Greetings community,

I've exhausted all ideas and patience and turn to the community at large for help. I have data formatted as an ASCII text file with easting, northing, and depth fields. I've attempted an arrayList with some success, but there has to be a better and more efficient approach.

'============================================
What I am trying to do written in Pseudocode:
'Open a text file containing XYZ data (easting, northing, depth)
'Data string looks like this:

Easting Northing Depth
361274.1853 4769915.1568 -49.55
361274.1653 4769915.1554 -49.58
361274.1553 4769915.1548 -49.62
361274.1453 4769915.1541 -49.65

'Split each line into a 3D array
'Performing some math functions on the depth field_
'Math functions mimic a Exploratory Data Analysis_
'e.g. mean, std dev, skewness, least squares, etc

'Based on the results of the math functions_
'Decide what to keep and what to randomly remove_
'this is essentially stratified random sampling of the data

'Write the data back to a delimited text file_
'Easy right? :) <in a sarcastic tone>
'==============================================

Performance is especially critical since I am attempting to populate the 3D array with approximately 3000 data samples.

I should also note that I am NOT a computer programmer by trade, but treat it with great interest! Just need to find more time to devote to it :)

Thank you for your time and consideration!

PS: I am looking to turn this into a research paper at a future conference and would be more than happy to include the programmer as a co-author.

I know its not much, but here's what I've got so far:

Dim dataLine As String
        Dim xyzFile As String
        Dim xyzArray(3, 3, 3) As String 'not sure if this is right
        Dim x As Double = 0
        Dim y As Double = 0
        Dim z As Double = 0
        Dim columnCount As Integer
        Dim iCount As Integer = columnCount - 1
        Dim xyzArray(iCount, 3) As Double


        Dim sr As New StreamReader("Datafile.txt")
        Do
            dataLine = sr.ReadLine()
            For x = 0 To 3
                For y = 0 To 3
                    For z = 0 To 3
                        xyzArray(x, y, z) = x + y + z
                        MessageBox.Show(xyzArray(x, y, z))
                    Next z
                Next y
            Next x
            xyzFile = xyzFile & dataLine
        Loop Until dataLine Is Nothing
        sr.Close()
        xyzArray(x, y, z) = Split(xyzFile, " ")

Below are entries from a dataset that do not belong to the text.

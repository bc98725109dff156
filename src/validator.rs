//! Entry points of a validation run and the report they produce.
use crate::{
    context::{Formats, Patch, Scope, ValidationContext},
    error::{ErrorContext, SchemaError, ValidationError},
    error_bag::ErrorBag,
    keywords,
    mode::CheckMode,
    options::ValidationOptions,
    paths::InstancePath,
    resolver::{Resolver, SchemaStore},
    retriever::Retrieve,
    schemas::{draft_from_schema, id_of, Draft},
    type_check::{self, TypeCheck},
    uri,
};
use serde::Serialize;
use serde_json::Value;
use std::{fmt, sync::Arc};
use tracing::{debug, trace};

/// Outcome of checking one instance.
#[derive(Clone, Debug, Default, PartialEq, Serialize)]
pub struct Report {
    /// `true` when no violation was found.
    pub valid: bool,
    /// Violations in the order they were found.
    pub errors: Vec<ValidationError>,
    /// Bitwise OR of the contexts of all errors.
    pub context_mask: ErrorContext,
}

impl Report {
    #[must_use]
    pub fn is_valid(&self) -> bool {
        self.valid
    }

    #[must_use]
    pub fn into_errors(self) -> Vec<ValidationError> {
        self.errors
    }
}

/// Configured validator. Holds no per-run state and may be shared between threads.
///
/// ```rust
/// use jsonschema_check::{CheckMode, Validator};
/// use serde_json::json;
///
/// let validator = Validator::new();
/// let schema = json!({"properties": {"a": {"type": "integer"}}});
/// let report = validator
///     .validate(&json!({"a": "b"}), &schema, None, CheckMode::NORMAL)
///     .expect("Valid schema");
/// assert!(!report.is_valid());
/// assert_eq!(
///     report.errors[0].to_string(),
///     "#/a: String value found, but an integer is required"
/// );
/// ```
#[derive(Clone)]
pub struct Validator {
    draft: Draft,
    retriever: Arc<dyn Retrieve>,
    store: Arc<SchemaStore>,
    formats: Option<Formats>,
    max_depth: usize,
    base_uri: Option<String>,
}

impl Validator {
    /// Return a default `ValidationOptions` that can configure a `Validator`.
    #[must_use]
    pub fn options() -> ValidationOptions {
        ValidationOptions::default()
    }

    /// A validator with default options.
    #[must_use]
    pub fn new() -> Validator {
        Validator::from_options(&ValidationOptions::default())
    }

    pub(crate) fn from_options(options: &ValidationOptions) -> Validator {
        Validator {
            draft: options.draft,
            retriever: Arc::clone(&options.retriever),
            store: options
                .store
                .clone()
                .unwrap_or_else(|| Arc::new(SchemaStore::new())),
            formats: if options.formats_enabled {
                Some(options.formats.clone())
            } else {
                None
            },
            max_depth: options.max_depth,
            base_uri: options.base_uri.clone(),
        }
    }

    /// Document cache used by this validator.
    #[must_use]
    pub fn store(&self) -> &SchemaStore {
        &self.store
    }

    /// Check `instance` against `schema`.
    ///
    /// `base_uri` overrides the configured base URI for this run.
    ///
    /// # Errors
    ///
    /// A [`SchemaError`] when the schema cannot be evaluated, or the first violation when
    /// `mode` contains [`CheckMode::EXCEPTIONS`].
    pub fn validate(
        &self,
        instance: &Value,
        schema: &Value,
        base_uri: Option<&str>,
        mode: CheckMode,
    ) -> Result<Report, SchemaError> {
        self.run(instance, schema, base_uri, mode, false)
            .map(|(report, _)| report)
    }

    /// Check a value about to be written into a property.
    ///
    /// Read-only schemas reject any value and the schema itself is never meta-validated.
    ///
    /// # Errors
    ///
    /// Same as [`Validator::validate`].
    pub fn validate_property_change(
        &self,
        instance: &Value,
        schema: &Value,
        base_uri: Option<&str>,
        mode: CheckMode,
    ) -> Result<Report, SchemaError> {
        self.run(instance, schema, base_uri, mode, true)
            .map(|(report, _)| report)
    }

    /// Check `instance` and write back the values produced by [`CheckMode::TYPE_CAST`] and
    /// [`CheckMode::APPLY_DEFAULTS`].
    ///
    /// ```rust
    /// use jsonschema_check::{CheckMode, Validator};
    /// use serde_json::json;
    ///
    /// let schema = json!({"properties": {"a": {"type": "integer"}, "b": {"default": "x"}}});
    /// let mut instance = json!({"a": "5"});
    /// let report = Validator::new()
    ///     .coerce(&mut instance, &schema, None, CheckMode::TYPE_CAST | CheckMode::APPLY_DEFAULTS)
    ///     .expect("Valid schema");
    /// assert!(report.is_valid());
    /// assert_eq!(instance, json!({"a": 5, "b": "x"}));
    /// ```
    ///
    /// # Errors
    ///
    /// Same as [`Validator::validate`]. The instance is left untouched on error.
    pub fn coerce(
        &self,
        instance: &mut Value,
        schema: &Value,
        base_uri: Option<&str>,
        mode: CheckMode,
    ) -> Result<Report, SchemaError> {
        let (report, patches) = self.run(instance, schema, base_uri, mode, false)?;
        trace!(count = patches.len(), "Applying instance changes");
        let types = type_check::for_mode(mode);
        for patch in patches {
            apply(types, instance, patch);
        }
        Ok(report)
    }

    /// Whether `instance` is valid against `schema`. Unusable schemas count as a failure.
    #[must_use]
    pub fn is_valid(&self, instance: &Value, schema: &Value) -> bool {
        self.validate(instance, schema, None, CheckMode::NORMAL)
            .map_or(false, |report| report.valid)
    }

    fn run(
        &self,
        instance: &Value,
        schema: &Value,
        base_uri: Option<&str>,
        mode: CheckMode,
        property_change: bool,
    ) -> Result<(Report, Vec<Patch>), SchemaError> {
        let base = base_uri.or(self.base_uri.as_deref()).unwrap_or("");
        if !base.is_empty() && !uri::is_absolute(base) {
            return Err(SchemaError::Configuration(format!(
                "base URI must be absolute, got '{}'",
                base
            )));
        }
        let draft = draft_from_schema(schema).unwrap_or(self.draft);
        trace!(?draft, base, mode = mode.bits(), "Validation started");
        let mut errors = ErrorBag::new(mode.contains(CheckMode::EXCEPTIONS));
        if mode.contains(CheckMode::VALIDATE_SCHEMA) && !property_change {
            errors = self.validate_schema(schema, draft, errors)?;
            if !errors.is_empty() {
                return Ok((into_report(errors), Vec::new()));
            }
            // The same bag collects the instance errors
            errors.reset();
            errors.set_context(ErrorContext::DOCUMENT);
        }
        let resolver = Resolver::new(schema, base, draft, &self.store, &*self.retriever)?;
        let mut ctx =
            ValidationContext::new(mode, resolver, self.formats.as_ref(), self.max_depth)
                .with_errors(errors);
        keywords::check(
            &mut ctx,
            Some(instance),
            schema,
            &Scope::new(base, draft),
            &InstancePath::new(),
            property_change,
        )?;
        let (errors, patches) = ctx.finish();
        Ok((into_report(errors), patches))
    }

    /// Check the schema document against the meta-schema of its dialect.
    fn validate_schema(
        &self,
        schema: &Value,
        draft: Draft,
        errors: ErrorBag,
    ) -> Result<ErrorBag, SchemaError> {
        let meta_schema = draft.meta_schema();
        let meta_draft = draft_from_schema(meta_schema).unwrap_or(draft);
        let base = id_of(meta_draft, meta_schema).unwrap_or("");
        debug!(?draft, meta_schema = base, "Validating the schema document");
        // Meta-validation never rewrites the schema and uses native container typing
        let mode = if errors.is_fail_fast() {
            CheckMode::EXCEPTIONS
        } else {
            CheckMode::NORMAL
        };
        let resolver = Resolver::new(meta_schema, base, meta_draft, &self.store, &*self.retriever)?;
        let mut ctx =
            ValidationContext::new(mode, resolver, self.formats.as_ref(), self.max_depth)
                .with_errors(errors);
        ctx.errors_mut().set_context(ErrorContext::SCHEMA);
        keywords::check(
            &mut ctx,
            Some(schema),
            meta_schema,
            &Scope::new(base, meta_draft),
            &InstancePath::new(),
            false,
        )?;
        let (errors, _) = ctx.finish();
        if !errors.is_empty() {
            debug!(count = errors.len(), "Schema document is invalid");
        }
        Ok(errors)
    }
}

fn into_report(errors: ErrorBag) -> Report {
    Report {
        valid: errors.is_empty(),
        context_mask: errors.mask(),
        errors: errors.into_errors(),
    }
}

impl Default for Validator {
    fn default() -> Self {
        Validator::new()
    }
}

impl fmt::Debug for Validator {
    fn fmt(&self, f: &mut fmt::Formatter<'_>) -> fmt::Result {
        f.debug_struct("Validator")
            .field("draft", &self.draft)
            .field("store", &self.store)
            .field("formats_enabled", &self.formats.is_some())
            .field("max_depth", &self.max_depth)
            .field("base_uri", &self.base_uri)
            .finish()
    }
}

/// Write `patch` into `target`. Changes below a vanished container are dropped.
fn apply(types: &dyn TypeCheck, target: &mut Value, patch: Patch) {
    let Some((last, parents)) = patch.segments.split_last() else {
        *target = patch.value;
        return;
    };
    let mut current = target;
    for segment in parents {
        current = match child_mut(current, segment) {
            Some(child) => child,
            None => return,
        };
    }
    types.property_set(current, last, patch.value);
}

fn child_mut<'v>(value: &'v mut Value, segment: &str) -> Option<&'v mut Value> {
    match value {
        Value::Object(map) => map.get_mut(segment),
        Value::Array(items) => segment
            .parse::<usize>()
            .ok()
            .and_then(move |idx| items.get_mut(idx)),
        _ => None,
    }
}

#[cfg(test)]
mod tests {
    use super::*;
    use serde_json::json;
    use test_case::test_case;

    #[test]
    fn report() {
        let report = Validator::new()
            .validate(&json!("a"), &json!({"type": "integer"}), None, CheckMode::NORMAL)
            .expect("Valid schema");
        assert!(!report.is_valid());
        assert_eq!(report.context_mask, ErrorContext::DOCUMENT);
        assert_eq!(
            report.into_errors()[0].to_string(),
            "#: String value found, but an integer is required"
        );
    }

    #[test]
    fn instance_errors_after_schema_pass() {
        let report = Validator::new()
            .validate(
                &json!("a"),
                &json!({"type": "integer"}),
                None,
                CheckMode::VALIDATE_SCHEMA,
            )
            .expect("Valid schema");
        assert_eq!(report.errors.len(), 1);
        assert_eq!(report.errors[0].context(), ErrorContext::DOCUMENT);
        assert_eq!(report.context_mask, ErrorContext::DOCUMENT);
    }

    #[test]
    fn schema_errors_are_reported_in_their_own_context() {
        let schema = json!({"type": 1});
        let report = Validator::new()
            .validate(&json!({}), &schema, None, CheckMode::VALIDATE_SCHEMA)
            .expect("Meta-schema evaluates");
        assert!(!report.valid);
        assert_eq!(report.context_mask, ErrorContext::SCHEMA);
        assert_eq!(report.context_mask.bits(), 2);
        assert!(report
            .errors
            .iter()
            .all(|error| error.context() == ErrorContext::SCHEMA));
    }

    #[test_case(&json!({"type": "string"}); "draft 4")]
    #[test_case(&json!({"$schema": "http://json-schema.org/draft-03/schema#", "properties": {"a": {"required": true}}}); "draft 3")]
    #[test_case(&json!({"$schema": "http://json-schema.org/draft-06/schema#", "exclusiveMinimum": 1}); "draft 6")]
    #[test_case(&json!({"$schema": "http://json-schema.org/draft-07/schema#", "if": {"type": "string"}}); "draft 7")]
    fn valid_schema_documents(schema: &Value) {
        let report = Validator::new()
            .validate(&json!("a"), schema, None, CheckMode::VALIDATE_SCHEMA)
            .expect("Valid schema");
        assert!(report.valid, "{:?}", report.errors);
        assert_eq!(report.context_mask, ErrorContext::NONE);
    }

    #[test]
    fn property_change_skips_the_schema_document() {
        let schema = json!({"type": 1, "readonly": true});
        let error = Validator::new()
            .validate_property_change(&json!(1), &schema, None, CheckMode::VALIDATE_SCHEMA)
            .expect_err("Malformed type");
        assert!(matches!(error, SchemaError::MalformedSchema { .. }));
    }

    #[test]
    fn coerce_leaves_invalid_values_alone() {
        let schema = json!({"items": {"type": "integer"}});
        let mut instance = json!(["1", "x", 2]);
        let report = Validator::new()
            .coerce(&mut instance, &schema, None, CheckMode::TYPE_CAST)
            .expect("Valid schema");
        assert_eq!(report.errors.len(), 1);
        assert_eq!(instance, json!([1, "x", 2]));
    }

    #[test]
    fn coerce_root() {
        let mut instance = json!("true");
        Validator::new()
            .coerce(&mut instance, &json!({"type": "boolean"}), None, CheckMode::TYPE_CAST)
            .expect("Valid schema");
        assert_eq!(instance, json!(true));
    }

    #[test]
    fn nested_defaults() {
        let schema = json!({
            "properties": {
                "a": {"default": {}, "properties": {"b": {"default": 1}}}
            }
        });
        let mut instance = json!({});
        let report = Validator::new()
            .coerce(&mut instance, &schema, None, CheckMode::APPLY_DEFAULTS)
            .expect("Valid schema");
        assert!(report.valid);
        assert_eq!(instance, json!({"a": {"b": 1}}));
    }

    #[test]
    fn relative_base_uri() {
        assert!(matches!(
            Validator::new().validate(&json!(1), &json!({}), Some("relative"), CheckMode::NORMAL),
            Err(SchemaError::Configuration(_))
        ));
    }

    #[test]
    fn is_valid_on_broken_schema() {
        assert!(!Validator::new().is_valid(&json!(1), &json!({"type": 5})));
    }
}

if performance is the problem i propose u read the whole data into memory as a string and make necessary calculation in the memory
i assumes u have the fixed length record so what u have to do prepare the buffer for 3000 records x recordlength and read the sequential file as the string not read line by line
it will much faster because it use less I/O and calculation based on data in memory is much faster
the problem is u hv to write the program to do it

Thanks for the prompt response Ahmad! So if I read the file using an instance of streamreader, how would I pull out the depth values and perform calculations in memory?

>Split each line into a 3D array

You need to create an array of 3 elements of double type.

Take a look at this sample,

Dim lines() As String = System.IO.File.ReadAllLines("DataFile.txt")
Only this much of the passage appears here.